Source data:
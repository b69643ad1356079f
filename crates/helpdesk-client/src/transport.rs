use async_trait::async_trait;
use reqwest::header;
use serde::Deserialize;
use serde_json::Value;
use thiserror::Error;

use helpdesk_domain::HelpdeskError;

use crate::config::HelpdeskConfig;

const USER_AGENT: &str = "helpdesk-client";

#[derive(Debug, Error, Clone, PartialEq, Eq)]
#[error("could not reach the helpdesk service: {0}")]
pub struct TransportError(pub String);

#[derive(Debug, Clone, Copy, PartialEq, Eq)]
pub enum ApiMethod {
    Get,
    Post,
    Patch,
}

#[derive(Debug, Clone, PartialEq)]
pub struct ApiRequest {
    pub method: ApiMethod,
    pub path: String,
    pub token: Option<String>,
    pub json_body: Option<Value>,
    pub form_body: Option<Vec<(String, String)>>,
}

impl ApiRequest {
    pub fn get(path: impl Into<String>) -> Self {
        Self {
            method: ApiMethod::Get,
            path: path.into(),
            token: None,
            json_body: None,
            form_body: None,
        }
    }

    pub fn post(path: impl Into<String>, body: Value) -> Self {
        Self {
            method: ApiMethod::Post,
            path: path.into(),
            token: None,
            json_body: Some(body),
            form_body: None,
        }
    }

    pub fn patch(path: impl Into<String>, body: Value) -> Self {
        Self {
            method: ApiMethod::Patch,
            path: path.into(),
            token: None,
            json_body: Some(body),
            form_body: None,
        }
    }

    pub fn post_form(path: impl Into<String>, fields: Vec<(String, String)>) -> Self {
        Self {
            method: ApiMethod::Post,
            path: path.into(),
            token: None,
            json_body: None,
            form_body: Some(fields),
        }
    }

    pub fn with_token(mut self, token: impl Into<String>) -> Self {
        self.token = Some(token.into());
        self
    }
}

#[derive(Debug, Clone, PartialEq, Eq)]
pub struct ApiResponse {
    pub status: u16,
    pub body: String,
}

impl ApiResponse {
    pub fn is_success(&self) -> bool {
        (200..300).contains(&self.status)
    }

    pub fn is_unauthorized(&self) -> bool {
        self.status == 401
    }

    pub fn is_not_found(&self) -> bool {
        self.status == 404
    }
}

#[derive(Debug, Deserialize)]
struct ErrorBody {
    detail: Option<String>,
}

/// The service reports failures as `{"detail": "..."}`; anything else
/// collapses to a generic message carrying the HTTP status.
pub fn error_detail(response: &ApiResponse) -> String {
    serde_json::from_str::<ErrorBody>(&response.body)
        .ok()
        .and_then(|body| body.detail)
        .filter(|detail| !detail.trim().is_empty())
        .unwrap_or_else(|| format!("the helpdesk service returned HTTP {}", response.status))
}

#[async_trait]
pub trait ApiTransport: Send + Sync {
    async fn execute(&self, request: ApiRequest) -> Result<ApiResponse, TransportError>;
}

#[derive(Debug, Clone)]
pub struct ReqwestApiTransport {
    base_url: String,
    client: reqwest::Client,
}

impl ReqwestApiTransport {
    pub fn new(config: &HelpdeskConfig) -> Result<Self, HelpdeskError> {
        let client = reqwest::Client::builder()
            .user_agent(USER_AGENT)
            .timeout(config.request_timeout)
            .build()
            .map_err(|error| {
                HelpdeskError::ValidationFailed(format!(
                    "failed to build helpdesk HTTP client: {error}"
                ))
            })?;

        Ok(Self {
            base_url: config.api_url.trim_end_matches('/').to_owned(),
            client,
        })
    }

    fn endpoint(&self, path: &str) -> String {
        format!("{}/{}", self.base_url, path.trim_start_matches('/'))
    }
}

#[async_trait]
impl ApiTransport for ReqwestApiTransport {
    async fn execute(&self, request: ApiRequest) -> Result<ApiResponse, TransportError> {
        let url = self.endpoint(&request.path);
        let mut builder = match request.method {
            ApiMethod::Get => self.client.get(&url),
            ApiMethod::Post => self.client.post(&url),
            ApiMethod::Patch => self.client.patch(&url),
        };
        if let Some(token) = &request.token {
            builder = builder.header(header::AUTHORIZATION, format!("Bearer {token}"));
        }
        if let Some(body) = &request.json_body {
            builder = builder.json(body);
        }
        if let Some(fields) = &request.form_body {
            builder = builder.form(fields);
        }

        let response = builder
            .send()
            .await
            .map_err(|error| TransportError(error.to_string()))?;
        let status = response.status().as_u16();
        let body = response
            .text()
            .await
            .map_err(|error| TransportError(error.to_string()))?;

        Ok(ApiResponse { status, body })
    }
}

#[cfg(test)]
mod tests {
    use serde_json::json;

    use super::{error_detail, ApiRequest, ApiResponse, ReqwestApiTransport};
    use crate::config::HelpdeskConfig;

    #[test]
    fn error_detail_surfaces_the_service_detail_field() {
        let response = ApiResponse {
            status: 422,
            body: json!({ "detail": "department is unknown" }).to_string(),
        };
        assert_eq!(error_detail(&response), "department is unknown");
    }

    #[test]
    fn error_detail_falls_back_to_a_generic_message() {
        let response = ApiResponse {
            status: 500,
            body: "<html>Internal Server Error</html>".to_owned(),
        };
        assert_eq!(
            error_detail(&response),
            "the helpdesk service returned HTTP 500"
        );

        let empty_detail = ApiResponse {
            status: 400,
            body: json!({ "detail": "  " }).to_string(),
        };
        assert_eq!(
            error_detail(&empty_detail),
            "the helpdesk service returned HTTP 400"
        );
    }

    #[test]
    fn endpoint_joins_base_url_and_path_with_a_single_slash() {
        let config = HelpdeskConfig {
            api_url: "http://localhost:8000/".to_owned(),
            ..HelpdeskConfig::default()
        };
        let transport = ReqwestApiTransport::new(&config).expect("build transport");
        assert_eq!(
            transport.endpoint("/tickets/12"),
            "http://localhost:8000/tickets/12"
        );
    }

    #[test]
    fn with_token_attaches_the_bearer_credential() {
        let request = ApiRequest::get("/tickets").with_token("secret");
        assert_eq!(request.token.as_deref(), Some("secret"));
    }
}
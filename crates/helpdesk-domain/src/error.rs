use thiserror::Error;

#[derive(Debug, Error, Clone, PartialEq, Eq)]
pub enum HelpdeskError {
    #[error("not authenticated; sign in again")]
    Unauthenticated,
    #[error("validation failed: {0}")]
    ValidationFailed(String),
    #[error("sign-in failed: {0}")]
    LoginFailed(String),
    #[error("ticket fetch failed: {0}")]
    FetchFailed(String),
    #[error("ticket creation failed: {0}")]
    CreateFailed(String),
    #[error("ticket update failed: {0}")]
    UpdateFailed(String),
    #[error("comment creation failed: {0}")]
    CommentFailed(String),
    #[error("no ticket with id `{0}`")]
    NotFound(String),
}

• **WHAT YOU ARE ASKED TO DO**
What is needed is every line from the data above that includes the string "ErrorBody", copied out.

• **RESULT OF THE TASK**
struct ErrorBody {
    serde_json::from_str::<ErrorBody>(&response.body)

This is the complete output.